(Directions for this task)
Report each line of the entries that contains the word "crate", copied in full.

(Input records)
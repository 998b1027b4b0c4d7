use crate::error::{StreamError, StreamResult};
use crate::value::{ValueReader, ValueWriter};

// -----------------------------------------------------------------------------
// RecordWriter

/// Builds one versioned record.
///
/// Properties must be written in strictly ascending index order. Once a
/// remainder is appended the record is closed.
#[derive(Debug, Default, Clone)]
pub struct RecordWriter {
    version: u32,
    body: ValueWriter,
    last_index: Option<u32>,
    closed: bool,
}

impl RecordWriter {
    #[inline]
    pub const fn new(version: u32) -> Self {
        Self {
            version,
            body: ValueWriter::new(),
            last_index: None,
            closed: false,
        }
    }

    #[inline]
    pub const fn version(&self) -> u32 {
        self.version
    }

    /// Changes the version tag. Only the header depends on it, so this may
    /// happen at any point before [`finish_into`](Self::finish_into).
    #[inline]
    pub fn set_version(&mut self, version: u32) {
        self.version = version;
    }

    fn claim_index(&mut self, index: u32) -> StreamResult<()> {
        if self.closed {
            return Err(StreamError::RecordClosed);
        }
        if let Some(last) = self.last_index
            && index <= last
        {
            return Err(StreamError::IndexOutOfOrder { index, last });
        }
        self.last_index = Some(index);
        Ok(())
    }

    /// Writes property `index` whose payload is produced by `f`.
    ///
    /// The closure error type only has to absorb [`StreamError`], so callers
    /// can thread their own errors through.
    pub fn write_property<E, F>(&mut self, index: u32, f: F) -> Result<(), E>
    where
        E: From<StreamError>,
        F: FnOnce(&mut ValueWriter) -> Result<(), E>,
    {
        self.claim_index(index)?;
        let mut payload = ValueWriter::new();
        f(&mut payload)?;
        self.body.write_var_u64(index as u64);
        self.body.write_bytes(payload.as_bytes());
        Ok(())
    }

    /// Writes property `index` whose payload is a nested record.
    pub fn write_nested<E, F>(&mut self, index: u32, f: F) -> Result<(), E>
    where
        E: From<StreamError>,
        F: FnOnce(&mut RecordWriter) -> Result<(), E>,
    {
        let mut nested = RecordWriter::new(0);
        f(&mut nested)?;
        self.write_property(index, |w| {
            nested.finish_into(w);
            Ok(())
        })
    }

    /// Appends already-encoded properties verbatim and closes the record.
    pub fn write_remainder(&mut self, bytes: &[u8]) -> StreamResult<()> {
        if self.closed {
            return Err(StreamError::RecordClosed);
        }
        self.body.write_raw(bytes);
        self.closed = true;
        Ok(())
    }

    /// Writes the header and body into `out`.
    pub fn finish_into(&self, out: &mut ValueWriter) {
        out.write_var_u64(self.version as u64);
        out.write_bytes(self.body.as_bytes());
    }
}

// -----------------------------------------------------------------------------
// RecordReader

#[derive(Debug, Clone, Copy)]
struct Pending<'a> {
    index: u32,
    start: usize,
    payload: &'a [u8],
}

/// Reads the properties of one record in ascending index order.
#[derive(Debug, Clone)]
pub struct RecordReader<'a> {
    version: u32,
    body: ValueReader<'a>,
    raw: &'a [u8],
    pending: Option<Pending<'a>>,
    last_index: Option<u32>,
}

impl<'a> RecordReader<'a> {
    #[inline]
    pub(crate) const fn new(version: u32, raw: &'a [u8]) -> Self {
        Self {
            version,
            body: ValueReader::new(raw),
            raw,
            pending: None,
            last_index: None,
        }
    }

    #[inline]
    pub const fn version(&self) -> u32 {
        self.version
    }

    fn peek(&mut self) -> StreamResult<Option<Pending<'a>>> {
        if self.pending.is_none() && !self.body.is_empty() {
            let start = self.body.position();
            let index = self.body.read_var_u64()?;
            let index = u32::try_from(index).map_err(|_| StreamError::VarIntOverflow { bits: 32 })?;
            let payload = self.body.read_bytes()?;
            self.pending = Some(Pending {
                index,
                start,
                payload,
            });
        }
        Ok(self.pending)
    }

    /// Returns the payload of property `index`, or `None` if the record has
    /// no such property.
    ///
    /// Properties with a lower index that were not asked for are skipped.
    pub fn read_property(&mut self, index: u32) -> StreamResult<Option<ValueReader<'a>>> {
        if let Some(last) = self.last_index
            && index <= last
        {
            return Err(StreamError::IndexOutOfOrder { index, last });
        }
        self.last_index = Some(index);

        while let Some(pending) = self.peek()? {
            if pending.index < index {
                log::trace!("skipping unread property {}", pending.index);
                self.pending = None;
                continue;
            }
            if pending.index == index {
                self.pending = None;
                return Ok(Some(ValueReader::new(pending.payload)));
            }
            break;
        }
        Ok(None)
    }

    /// Returns the nested record stored at `index`, if any.
    pub fn read_nested(&mut self, index: u32) -> StreamResult<Option<RecordReader<'a>>> {
        match self.read_property(index)? {
            Some(mut payload) => Ok(Some(payload.read_record()?)),
            None => Ok(None),
        }
    }

    /// Returns every body byte not consumed yet, starting at the first
    /// property that was not read.
    pub fn read_remainder(&mut self) -> &'a [u8] {
        let start = match self.pending.take() {
            Some(pending) => pending.start,
            None => self.body.position(),
        };
        self.body.read_rest();
        self.last_index = Some(u32::MAX);
        &self.raw[start..]
    }
}

// -----------------------------------------------------------------------------
// Tests

#[cfg(test)]
mod tests {
    use alloc::vec::Vec;

    use super::RecordWriter;
    use crate::{StreamError, StreamResult, ValueReader, ValueWriter};

    fn encode(record: &RecordWriter) -> Vec<u8> {
        let mut out = ValueWriter::new();
        record.finish_into(&mut out);
        out.into_bytes()
    }

    fn int(record: &mut RecordWriter, index: u32, v: i64) -> StreamResult<()> {
        record.write_property(index, |w| {
            w.write_var_i64(v);
            Ok(())
        })
    }

    #[test]
    fn skips_missing_and_unknown() {
        let mut record = RecordWriter::new(1);
        int(&mut record, 1, 10).unwrap();
        int(&mut record, 3, 30).unwrap();
        int(&mut record, 4, 40).unwrap();
        let bytes = encode(&record);

        let mut reader = ValueReader::new(&bytes);
        let mut record = reader.read_record().unwrap();
        assert!(reader.is_empty());
        assert_eq!(record.version(), 1);
        assert!(record.read_property(2).unwrap().is_none());
        let mut v = record.read_property(4).unwrap().unwrap();
        assert_eq!(v.read_var_i64().unwrap(), 40);
        assert!(record.read_remainder().is_empty());
    }

    #[test]
    fn rejects_out_of_order() {
        let mut record = RecordWriter::new(0);
        int(&mut record, 2, 0).unwrap();
        assert_eq!(
            int(&mut record, 2, 0),
            Err(StreamError::IndexOutOfOrder { index: 2, last: 2 })
        );

        let bytes = encode(&record);
        let mut reader = ValueReader::new(&bytes);
        let mut record = reader.read_record().unwrap();
        assert!(record.read_property(2).unwrap().is_some());
        assert!(record.read_property(1).is_err());
    }

    #[test]
    fn remainder_is_verbatim() {
        let mut full = RecordWriter::new(3);
        int(&mut full, 1, 1).unwrap();
        int(&mut full, 2, 2).unwrap();
        int(&mut full, 3, 3).unwrap();
        let original = encode(&full);

        // Read only the first property, keep the rest opaque.
        let mut reader = ValueReader::new(&original);
        let mut record = reader.read_record().unwrap();
        let first = record.read_property(1).unwrap().unwrap().read_var_i64().unwrap();
        let rest = record.read_remainder();

        let mut rewritten = RecordWriter::new(record.version());
        int(&mut rewritten, 1, first).unwrap();
        rewritten.write_remainder(rest).unwrap();
        assert_eq!(encode(&rewritten), original);

        assert_eq!(rewritten.write_remainder(&[]), Err(StreamError::RecordClosed));
        assert_eq!(int(&mut rewritten, 9, 0), Err(StreamError::RecordClosed));
    }

    #[test]
    fn remainder_keeps_peeked_property() {
        let mut full = RecordWriter::new(2);
        int(&mut full, 1, 1).unwrap();
        int(&mut full, 5, 5).unwrap();
        let bytes = encode(&full);

        let mut reader = ValueReader::new(&bytes);
        let mut record = reader.read_record().unwrap();
        assert!(record.read_property(1).unwrap().is_some());
        // Index 5 is parsed while looking for 2, but not consumed.
        assert!(record.read_property(2).unwrap().is_none());
        let rest = record.read_remainder();

        let mut expected = RecordWriter::new(0);
        int(&mut expected, 5, 5).unwrap();
        let expected = encode(&expected);
        // Drop the two-byte header (version 0, body length) of the expected record.
        assert_eq!(rest, &expected[2..]);
    }

    #[test]
    fn nested_records() {
        let mut outer = RecordWriter::new(1);
        outer
            .write_nested(0, |inner| {
                inner.set_version(4);
                int(inner, 1, -7)
            })
            .unwrap();
        int(&mut outer, 1, 8).unwrap();
        let bytes = encode(&outer);

        let mut reader = ValueReader::new(&bytes);
        let mut record = reader.read_record().unwrap();
        let mut inner = record.read_nested(0).unwrap().unwrap();
        assert_eq!(inner.version(), 4);
        assert_eq!(inner.read_property(1).unwrap().unwrap().read_var_i64().unwrap(), -7);
        assert_eq!(record.read_property(1).unwrap().unwrap().read_var_i64().unwrap(), 8);
    }
}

(Exercise result)
use crate::error::{StreamError, StreamResult};
use crate::value::{ValueReader, ValueWriter};
    pub(crate) const fn new(version: u32, raw: &'a [u8]) -> Self {
    use crate::{StreamError, StreamResult, ValueReader, ValueWriter};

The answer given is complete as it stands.